Among Dalits, a restlessness mainstream parties choose to ignore

http://indianexpress.com/article/india/india-news-india/among-dalits-a-restlessness-mainstream-parties-choose-to-ignore-2754275/

At the big Valimiki Basti adjoining Feroze Shah Kotla, in the heart of the national capital, Pradeep, a safai karamchari (cleaner) with the Municipal Corporation of Delhi (MCD), isn’t sure what all the fuss is. “Ambedkar Jayanti? What’s that? Woh to Chama**n ki hoti hai. Hum thode hi… (Jatavs celebrate that; we don’t), ” he says.

Rakesh Nath, another safai karmchari, is certain the anniversary fell on Thursday. yesterday). After all, “some people were distributing gifts, sweets yesterday.” Chahat Raj, an 18-year-old aspirant gym-trainer with bulging biceps, cannot recall who Ambedkar was. “Something was there (on Ambedkar) in school. Yaad nahin (can’t recall).”

The slum cluster of nearly 400 homes of Valmiki, a major caste under the Scheduled Castes (SC) category, underlines the inherent irony of Dalit politics today. It also reinforces Ambedkar’s wisdom that divided in myriad castes, Hinduism finds little to unite.

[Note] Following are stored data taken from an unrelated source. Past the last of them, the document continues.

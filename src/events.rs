// Pitch-event table loading.
//
// Reads TrackMan-format CSV exports: one row per pitch, with identity columns
// (Batter/BatterTeam/Pitcher/PitcherTeam), categorical outcome columns
// (PlayResult, KorBB, PitchCall, TaggedHitType, TaggedPitchType, League) and
// numeric measurement columns (PlateLocHeight, PlateLocSide, ExitSpeed,
// Angle, Direction, RelSpeed). Numeric fields are parsed leniently per field:
// a malformed ExitSpeed drops that row's contribution to exit-velocity stats
// without dropping the row.

use std::collections::HashSet;
use std::io::Read;
use std::path::Path;

use serde::Deserialize;
use tracing::warn;

// ---------------------------------------------------------------------------
// Public types
// ---------------------------------------------------------------------------

/// One pitch event with identity strings trimmed and numeric fields parsed.
#[derive(Debug, Clone, Default)]
pub struct PitchEvent {
    pub batter: String,
    pub batter_team: String,
    pub pitcher: String,
    pub pitcher_team: String,
    pub play_result: String,
    pub kor_bb: String,
    pub pitch_call: String,
    pub tagged_hit_type: String,
    pub tagged_pitch_type: String,
    pub batter_side: String,
    pub pitcher_throws: String,
    pub league: String,
    pub plate_loc_height: Option<f64>,
    pub plate_loc_side: Option<f64>,
    pub exit_speed: Option<f64>,
    pub angle: Option<f64>,
    pub direction: Option<f64>,
    pub rel_speed: Option<f64>,
}

/// A loaded source file: its identity, the column headers that were actually
/// present, and the parsed rows. Headers are retained so the aggregator can
/// apply its missing-required-columns degrade policy.
#[derive(Debug, Clone)]
pub struct EventTable {
    pub source_id: String,
    pub headers: HashSet<String>,
    pub rows: Vec<PitchEvent>,
}

impl EventTable {
    /// True iff every named column was present in the source header row.
    pub fn has_columns(&self, required: &[&str]) -> bool {
        required.iter().all(|c| self.headers.contains(*c))
    }
}

// ---------------------------------------------------------------------------
// Error type
// ---------------------------------------------------------------------------

#[derive(Debug, thiserror::Error)]
pub enum EventError {
    #[error("failed to read file {path}: {source}")]
    Io {
        path: String,
        source: std::io::Error,
    },

    #[error("CSV error in {path}: {source}")]
    Csv { path: String, source: csv::Error },
}

// ---------------------------------------------------------------------------
// Raw CSV serde struct (private), TrackMan column names
// ---------------------------------------------------------------------------

/// Raw TrackMan row. Everything is `Option<String>` so that a malformed value
/// in one column never rejects the whole row; numeric parsing happens after
/// deserialization. Extra columns (TrackMan exports carry dozens) are ignored.
#[derive(Debug, Deserialize)]
#[allow(non_snake_case)]
struct RawEvent {
    #[serde(default)]
    Batter: Option<String>,
    #[serde(default)]
    BatterTeam: Option<String>,
    #[serde(default)]
    Pitcher: Option<String>,
    #[serde(default)]
    PitcherTeam: Option<String>,
    #[serde(default)]
    PlayResult: Option<String>,
    #[serde(default)]
    KorBB: Option<String>,
    #[serde(default)]
    PitchCall: Option<String>,
    #[serde(default, alias = "HitType")]
    TaggedHitType: Option<String>,
    #[serde(default, alias = "AutoPitchType")]
    TaggedPitchType: Option<String>,
    #[serde(default)]
    BatterSide: Option<String>,
    #[serde(default)]
    PitcherThrows: Option<String>,
    #[serde(default)]
    League: Option<String>,
    #[serde(default)]
    PlateLocHeight: Option<String>,
    #[serde(default)]
    PlateLocSide: Option<String>,
    #[serde(default)]
    ExitSpeed: Option<String>,
    #[serde(default)]
    Angle: Option<String>,
    #[serde(default)]
    Direction: Option<String>,
    #[serde(default)]
    RelSpeed: Option<String>,
}

// ---------------------------------------------------------------------------
// Helpers
// ---------------------------------------------------------------------------

fn trimmed(raw: Option<String>) -> String {
    raw.map(|s| s.trim().to_string()).unwrap_or_default()
}

/// Lenient per-field numeric parse: trims, parses, and rejects non-finite
/// values. Anything unparseable becomes `None` rather than an error.
fn parse_float(raw: Option<String>) -> Option<f64> {
    let v: f64 = raw?.trim().parse().ok()?;
    v.is_finite().then_some(v)
}

impl RawEvent {
    fn into_event(self) -> PitchEvent {
        PitchEvent {
            batter: trimmed(self.Batter),
            batter_team: trimmed(self.BatterTeam),
            pitcher: trimmed(self.Pitcher),
            pitcher_team: trimmed(self.PitcherTeam),
            play_result: trimmed(self.PlayResult),
            kor_bb: trimmed(self.KorBB),
            pitch_call: trimmed(self.PitchCall),
            tagged_hit_type: trimmed(self.TaggedHitType),
            tagged_pitch_type: trimmed(self.TaggedPitchType),
            batter_side: trimmed(self.BatterSide),
            pitcher_throws: trimmed(self.PitcherThrows),
            league: trimmed(self.League),
            plate_loc_height: parse_float(self.PlateLocHeight),
            plate_loc_side: parse_float(self.PlateLocSide),
            exit_speed: parse_float(self.ExitSpeed),
            angle: parse_float(self.Angle),
            direction: parse_float(self.Direction),
            rel_speed: parse_float(self.RelSpeed),
        }
    }
}

// ---------------------------------------------------------------------------
// Loaders
// ---------------------------------------------------------------------------

/// Load an event table from any reader. Exposed for testing without temp
/// files; `load_events` is the path-based wrapper.
pub fn load_events_from_reader<R: Read>(
    rdr: R,
    source_id: &str,
) -> Result<EventTable, csv::Error> {
    let mut reader = csv::ReaderBuilder::new().flexible(true).from_reader(rdr);

    let headers: HashSet<String> = reader
        .headers()?
        .iter()
        .map(|h| h.trim().to_string())
        .collect();

    let mut rows = Vec::new();
    for result in reader.deserialize::<RawEvent>() {
        match result {
            Ok(raw) => rows.push(raw.into_event()),
            Err(e) => {
                warn!("{}: skipping malformed event row: {}", source_id, e);
            }
        }
    }

    Ok(EventTable {
        source_id: source_id.to_string(),
        headers,
        rows,
    })
}

/// Load an event table from a CSV file. The file name (not the full path) is
/// used as the source id, matching how game dates are embedded in TrackMan
/// export names.
pub fn load_events(path: &Path) -> Result<EventTable, EventError> {
    let source_id = path
        .file_name()
        .map(|n| n.to_string_lossy().to_string())
        .unwrap_or_else(|| path.display().to_string());

    let file = std::fs::File::open(path).map_err(|e| EventError::Io {
        path: path.display().to_string(),
        source: e,
    })?;

    load_events_from_reader(file, &source_id).map_err(|e| EventError::Csv {
        path: path.display().to_string(),
        source: e,
    })
}

// ---------------------------------------------------------------------------
// Tests
// ---------------------------------------------------------------------------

Another aspect of this irony vibrates in Delhi’s renowned Jawaharlal Nehru University (JNU), where three SC youths, cramped in a hostel room, are busy writing a paper. The campus has recently seen a pulsating union of “Jai Bhim” and “Lal Salaam”, followers of Ambedkar and Lenin, now seemingly evolving on many campuses across the country. The trio, leaders of Birsa Ambedkar Phule Students’ Association (BAPSA), disagree — completely. “Murder of Social Justice: The unity of Left and Ambedkaraites cannot be built on the carcass of social justice,” the paper’s title reads. “The present JNUSU under the leadership of Kanhaiya Kumar has lost its legitimacy for us,” a sentence notes, listing how Kumar and his AISF, the students’ wing of the Communist Party of India, have destroyed the Dalit cause. “What you hear about JNU from outside, slogans like ‘Brahamanvad Murdabad’, is superficial. This campus has as much discrimination against Dalits as any other place. Kanhaiya talks about the Left and Dalit unity but did not even table our concerns at the board meeting. The Left makes rhetoric, but does little for Dalits,” says Uday, a BAPSA member.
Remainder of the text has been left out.